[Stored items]
//! Timetabling domain models.
//!
//! Core data types for cohort constraints, session requests, placed
//! entries, timetables, and detected conflicts. Storage-agnostic:
//! everything here serializes with serde and carries no I/O — the
//! enclosing service decides how records are persisted.
//!
//! # Domain Mappings
//!
//! | timetabler | University | School | Training center |
//! |------------|-----------|--------|-----------------|
//! | Cohort | Year section | Class | Batch |
//! | Faculty | Professor | Teacher | Instructor |
//! | Room | Lecture hall | Classroom | Lab bay |
//! | Session | Lecture/Lab | Lesson | Module block |

mod cohort;
mod conflict;
mod entry;
mod session;
mod timetable;

pub use cohort::{CohortConstraint, DayWindow, Weekday};
pub use conflict::{ConflictKind, ConflictRecord};
pub use entry::{chronological, ScheduleEntry};
pub use session::{SessionRequest, SessionType};
pub use timetable::Timetable;

pub(crate) use cohort::hhmm;
//! Timetable model.
//!
//! One owner's schedule for a term: an ordered entry list plus a
//! derived clash list. Entries are private — every mutation re-sorts
//! and recomputes clashes before returning, so add/remove plus the
//! recompute form one logical read-modify-write and a caller can never
//! observe a stale clash list.

use serde::{Deserialize, Serialize};

use crate::detection;

use super::{chronological, ConflictRecord, ScheduleEntry, Weekday};

/// A cohort's or person's schedule for one term.
#[derive(Debug, Clone, Default, Serialize, Deserialize)]
pub struct Timetable {
    /// Cohort or person this timetable belongs to.
    pub owner_id: String,
    /// Academic term label (e.g., "2026-fall").
    pub term: String,
    entries: Vec<ScheduleEntry>,
    clashes: Vec<ConflictRecord>,
}

impl Timetable {
    /// Creates an empty timetable.
    pub fn new(owner_id: impl Into<String>, term: impl Into<String>) -> Self {
        Self {
            owner_id: owner_id.into(),
            term: term.into(),
            entries: Vec::new(),
            clashes: Vec::new(),
        }
    }

    /// Builds a timetable from existing entries, sorting them and
    /// computing clashes immediately.
    pub fn from_entries(
        owner_id: impl Into<String>,
        term: impl Into<String>,
        entries: Vec<ScheduleEntry>,
        detected_at_ms: i64,
    ) -> Self {
        let mut timetable = Self::new(owner_id, term);
        timetable.entries = entries;
        timetable.entries.sort_by(chronological);
        timetable.recompute_clashes(detected_at_ms);
        timetable
    }

    /// Adds an entry and recomputes clashes before returning.
    ///
    /// Returns the clashes the new entry participates in; empty means
    /// a clean add.
    pub fn add_entry(
        &mut self,
        entry: ScheduleEntry,
        detected_at_ms: i64,
    ) -> Vec<ConflictRecord> {
        let added = entry.clone();
        self.entries.push(entry);
        self.entries.sort_by(chronological);
        self.recompute_clashes(detected_at_ms);
        self.clashes
            .iter()
            .filter(|c| c.first == added || c.second == added)
            .cloned()
            .collect()
    }

    /// Removes the first entry matching course, day, and start.
    ///
    /// Returns the removed entry, or `None` if nothing matched.
    /// Clashes are recomputed before returning.
    pub fn remove_entry(
        &mut self,
        course_id: &str,
        day: Weekday,
        start_min: i32,
        detected_at_ms: i64,
    ) -> Option<ScheduleEntry> {
        let idx = self.entries.iter().position(|e| {
            e.course_id == course_id && e.day == day && e.start_min == start_min
        })?;
        let removed = self.entries.remove(idx);
        self.recompute_clashes(detected_at_ms);
        Some(removed)
    }

    /// Recomputes the clash list from the current entries.
    ///
    /// Self-overlap detection: any two entries whose times overlap
    /// clash, regardless of faculty or room.
    pub fn recompute_clashes(&mut self, detected_at_ms: i64) {
        self.clashes = detection::detect_clashes(&self.entries, detected_at_ms);
    }

    /// Entries in chronological order.
    pub fn entries(&self) -> &[ScheduleEntry] {
        &self.entries
    }

    /// Current clash list, refreshed on every mutation.
    pub fn clashes(&self) -> &[ConflictRecord] {
        &self.clashes
    }

    /// Whether the timetable has no clashes.
    pub fn is_clash_free(&self) -> bool {
        self.clashes.is_empty()
    }

    /// Entries on a given day, in start order.
    pub fn entries_on(&self, day: Weekday) -> Vec<&ScheduleEntry> {
        self.entries.iter().filter(|e| e.day == day).collect()
    }

    /// Number of entries.
    pub fn entry_count(&self) -> usize {
        self.entries.len()
    }

    /// Total scheduled minutes across all entries.
    pub fn scheduled_min(&self) -> i32 {
        self.entries.iter().map(|e| e.duration_min()).sum()
    }
}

Problem — Your task is to quote, without any alteration, the lines running from the top of the records to the line that holds "add/remove plus the", both included.

Solved problem —
//! Timetabling domain models.
//!
//! Core data types for cohort constraints, session requests, placed
//! entries, timetables, and detected conflicts. Storage-agnostic:
//! everything here serializes with serde and carries no I/O — the
//! enclosing service decides how records are persisted.
//!
//! # Domain Mappings
//!
//! | timetabler | University | School | Training center |
//! |------------|-----------|--------|-----------------|
//! | Cohort | Year section | Class | Batch |
//! | Faculty | Professor | Teacher | Instructor |
//! | Room | Lecture hall | Classroom | Lab bay |
//! | Session | Lecture/Lab | Lesson | Module block |

mod cohort;
mod conflict;
mod entry;
mod session;
mod timetable;

pub use cohort::{CohortConstraint, DayWindow, Weekday};
pub use conflict::{ConflictKind, ConflictRecord};
pub use entry::{chronological, ScheduleEntry};
pub use session::{SessionRequest, SessionType};
pub use timetable::Timetable;

pub(crate) use cohort::hhmm;
//! Timetable model.
//!
//! One owner's schedule for a term: an ordered entry list plus a
//! derived clash list. Entries are private — every mutation re-sorts
//! and recomputes clashes before returning, so add/remove plus the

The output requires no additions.